III. LEGAL STANDARD Summary judgment is appropriate if, after viewing the facts and all reasonable inferences in the light most favorable to the nonmoving party, the record "shows that there is no genuine dispute as to any material fact and the movant is entitled to judgment as a matter of law." Fed. R. Civ. P. 56(a); Matsush*ta Elec. Indus. Co. v. Zenith Radio Corp., 475 U.S. 574, 587 (1986). "Once a party moving for summary judgment has made a sufficient showing, the burden rests with the non-moving party to set forth specific facts, by affidavit or other evidence, showing that a genuine issue of material fact exists.” Nat ’ l Bank of Comm. v. Dow Chem. Co., 165 F.3d 602, 607 (8th Cir. 1999).

The non-moving party "must do more than simply show that there is some metaphysical doubt as to the material facts." Matsush*ta, 475 U.S. at 586. "They must show there is sufficient evidence to support a jury verdict in their favor." Nat’ l Bank, 165 F.3d at 607. "A case founded on speculation or suspicion is insufficient to survive a motion for summary judgment." Id. at 610. “When opposing parties tell two different stories, one of which is blatantly contradicted by the record, so that no reasonable jury could believe it, a court should not adopt that version of the facts for purposes of ruling on a motion for summary judgment.” Scott v. Harris , 550 U.S. 372, 380 (2007).

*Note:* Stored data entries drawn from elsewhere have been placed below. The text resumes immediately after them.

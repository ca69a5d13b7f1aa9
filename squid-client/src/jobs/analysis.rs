use futures::future::join_all;
use log::{debug, info};
use serde_json::{Map, Value, json};
use squid_model::{
    AnalysisModel, JobId, JobKey, JobState, MultiAnalysisModel, ProjectId,
    ResourcePath, ResultsFormat, Selection, paths::ANALYSIS_JOBS,
};

use super::{JobModel, JobOrchestrator, JobSubmission};
use crate::errors::{JobError, JobResult};

impl JobModel for AnalysisModel {
    type Results = Value;

    const COLLECTION: &'static str = ANALYSIS_JOBS;

    fn key(&self) -> &JobKey {
        &self.id
    }

    fn job(&self) -> &JobState<Value> {
        &self.job
    }

    fn job_mut(&mut self) -> &mut JobState<Value> {
        &mut self.job
    }

    fn job_record(&self, project_id: &ProjectId, selection: Option<&Selection>) -> Value {
        let mut record = Map::new();
        record.insert(
            "id".to_string(),
            JobKey::for_project(project_id.clone()).to_wire("analysisJobId"),
        );
        record.insert("domains".to_string(), json!(self.domains));
        record.insert("dimensions".to_string(), json!(self.dimensions));
        record.insert("metrics".to_string(), json!(self.metrics));
        if let Some(auto_run) = self.auto_run {
            record.insert("autoRun".to_string(), Value::Bool(auto_run));
        }
        if let Some(selection) = selection.or(self.selection.as_ref()) {
            record.insert("selection".to_string(), json!(selection));
        }
        Value::Object(record)
    }

    fn results_path(
        &self,
        project_id: &ProjectId,
        job_id: &JobId,
        format: Option<&ResultsFormat>,
    ) -> ResourcePath {
        ResourcePath::analysis_job_results(
            project_id,
            job_id,
            format.unwrap_or(&self.results_format),
        )
    }

    fn results_from_submission(results: Option<Value>) -> Result<Value, serde_json::Error> {
        Ok(results.unwrap_or(Value::Null))
    }

    // The results resource either wraps the rows in `results` or is the
    // results document itself.
    fn results_from_payload(mut payload: Value) -> Result<Value, serde_json::Error> {
        if let Some(results) = payload.get_mut("results") {
            return Ok(results.take());
        }
        Ok(payload)
    }
}

impl JobOrchestrator {
    /// Submits the analysis. The model stays RUNNING on success.
    pub async fn create_analysis_job(
        &self,
        model: &mut AnalysisModel,
        selection: Option<&Selection>,
    ) -> JobResult<JobSubmission> {
        self.submit(model, selection).await
    }

    /// Polls the results of an already submitted analysis.
    pub async fn analysis_job_results(&self, model: &mut AnalysisModel) -> JobResult<()> {
        self.poll(model).await
    }

    /// Submits the analysis and waits for its results.
    pub async fn compute_analysis(
        &self,
        model: &mut AnalysisModel,
        selection: Option<&Selection>,
    ) -> JobResult<()> {
        self.compute(model, selection).await
    }

    /// Computes every analysis concurrently and waits for all of them.
    ///
    /// The aggregate error is the error of the last failing analysis in
    /// list order. The aggregate ends DONE whatever the outcome.
    pub async fn compute_multi_analysis(
        &self,
        multi: &mut MultiAnalysisModel,
        selection: Option<&Selection>,
    ) -> JobResult<()> {
        multi.begin();
        debug!("[Jobs] Computing {} analyses", multi.analyses.len());

        let outcomes = join_all(
            multi
                .analyses
                .iter_mut()
                .map(|analysis| self.compute_analysis(analysis, selection)),
        )
        .await;
        let failures = outcomes.iter().filter(|outcome| outcome.is_err()).count();

        let last_failure = multi
            .analyses
            .iter()
            .enumerate()
            .filter_map(|(index, analysis)| {
                analysis.job.error().map(|error| (index, error.clone()))
            })
            .last();

        if let Some((_, error)) = &last_failure {
            multi.set_error(error.clone());
        }
        multi.finish();
        info!(
            "[Jobs] Multi analysis done: {} of {} failed",
            failures,
            multi.analyses.len()
        );

        match last_failure {
            Some((index, error)) => Err(JobError::ChildJobFailed { index, error }),
            None => Ok(()),
        }
    }
}
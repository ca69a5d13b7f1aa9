//! Test doubles for the client's collaborators
//!
//! [`ScriptedTransport`] answers requests from scripted routes and records
//! every request it receives, which lets tests assert on exact request
//! sequences (e.g. one results request per `COMPUTING_IN_PROGRESS`).
//!
//! ```rust,no_run
//! use squid_client::testing::ScriptedTransport;
//! use squid_client::transport::Method;
//! use serde_json::json;
//!
//! let transport = ScriptedTransport::new();
//! transport.respond(Method::POST, "/analysisjobs/", json!({"id": {"analysisJobId": "j1"}}));
//! transport.respond_always(Method::GET, "/analysisjobs/j1/results", json!({"rows": []}));
//! ```

pub mod stubs;

pub use stubs::{RecordedRequest, ScriptedTransport};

Under § 1983, a defendant may be sued in either his personal capacity, or in his official capacity, or claims may be stated against a defendant in both his personal and his official capacities. The type of conduct that is actionable and the type of defense available depend on whether the claim is asserted against a defendant in his official or individual capacity. See Gorman v. Bartch, 152 F.3d 907, 914 (8th Cir. 1998) (internal citations omitted). “Claims against individuals in their official capacities are equivalent to claims against the entity for which they work; they require proof that a policy or custom of the entity violated the plaintiff’s rights, and the only type of immunity available is one belonging to the entity itself.” Id. Personal capacity claims “are those which allege personal liability for individual actions by officials in the course of their duties; these claims do not require proof of any policy and qualified immunity may be raised as a defense” to these individual ca pacity claims. Id. To state a claim under 42 U.S.C. § 1983, Plaintiff must allege that the defendant acted under color of state law, and that the actor violated a right, privilege, or immunity secured by the Constitution. West v. Atkins, 487 U.S. 42, 48 (1988); Dunham v. Wadley, 195 F.3d 1007, 1009 (8th Cir.1999).

IV. DISCUSSION As an initial matter, the Court notes, while Plaintiff listed the First, Second, and Fourteenth Amendments and the phrase “conditions of confinement” in his Complaint, he did not allege any facts to assert any claim other than violations of the First Amendment arising from MCDC’s ban on newspapers. Accordingly, the Court interprets Plaintiff’s Complaint to allege only First Amendment violations against Defendants.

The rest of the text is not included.